**ASSIGNMENT**
Reproduce the complete set of records, exactly as they appear.

**EXTRACTED RECORDS**
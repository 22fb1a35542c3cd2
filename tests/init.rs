use std::process::Command;

#[test]
fn init_creates_valid_toml() {
    let dir = tempfile::tempdir().unwrap();

    let output = Command::new(env!("CARGO_BIN_EXE_strata"))
        .arg("init")
        .current_dir(dir.path())
        .output()
        .unwrap();

    assert!(
        output.status.success(),
        "strata init failed: {}",
        String::from_utf8_lossy(&output.stderr)
    );

    let config_path = dir.path().join(".strata.toml");
    assert!(config_path.exists(), ".strata.toml should exist");

    let content = std::fs::read_to_string(&config_path).unwrap();
    assert!(content.contains("[analysis]"));
    assert!(content.contains("half_life_days"));

    // Everything is commented out, so it parses to the defaults
    let config: strata_core::StrataConfig = toml::from_str(&content).unwrap();
    assert_eq!(config.analysis.max_files_per_commit, 50);
    assert!(config.analysis.exclude.is_empty());
}

#[test]
fn init_refuses_if_exists() {
    let dir = tempfile::tempdir().unwrap();
    std::fs::write(dir.path().join(".strata.toml"), "# existing").unwrap();

    let output = Command::new(env!("CARGO_BIN_EXE_strata"))
        .arg("init")
        .current_dir(dir.path())
        .output()
        .unwrap();

    assert!(!output.status.success());
    let content = std::fs::read_to_string(dir.path().join(".strata.toml")).unwrap();
    assert_eq!(content, "# existing");
}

**THE ANSWER**
repository 22fb1a35542c3cd2
filename tests/init.rs
use std::process::Command;

#[test]
fn init_creates_valid_toml() {
    let dir = tempfile::tempdir().unwrap();

    let output = Command::new(env!("CARGO_BIN_EXE_strata"))
        .arg("init")
        .current_dir(dir.path())
        .output()
        .unwrap();

    assert!(
        output.status.success(),
        "strata init failed: {}",
        String::from_utf8_lossy(&output.stderr)
    );

    let config_path = dir.path().join(".strata.toml");
    assert!(config_path.exists(), ".strata.toml should exist");

    let content = std::fs::read_to_string(&config_path).unwrap();
    assert!(content.contains("[analysis]"));
    assert!(content.contains("half_life_days"));

    // Everything is commented out, so it parses to the defaults
    let config: strata_core::StrataConfig = toml::from_str(&content).unwrap();
    assert_eq!(config.analysis.max_files_per_commit, 50);
    assert!(config.analysis.exclude.is_empty());
}

#[test]
fn init_refuses_if_exists() {
    let dir = tempfile::tempdir().unwrap();
    std::fs::write(dir.path().join(".strata.toml"), "# existing").unwrap();

    let output = Command::new(env!("CARGO_BIN_EXE_strata"))
        .arg("init")
        .current_dir(dir.path())
        .output()
        .unwrap();

    assert!(!output.status.success());
    let content = std::fs::read_to_string(dir.path().join(".strata.toml")).unwrap();
    assert_eq!(content, "# existing");
}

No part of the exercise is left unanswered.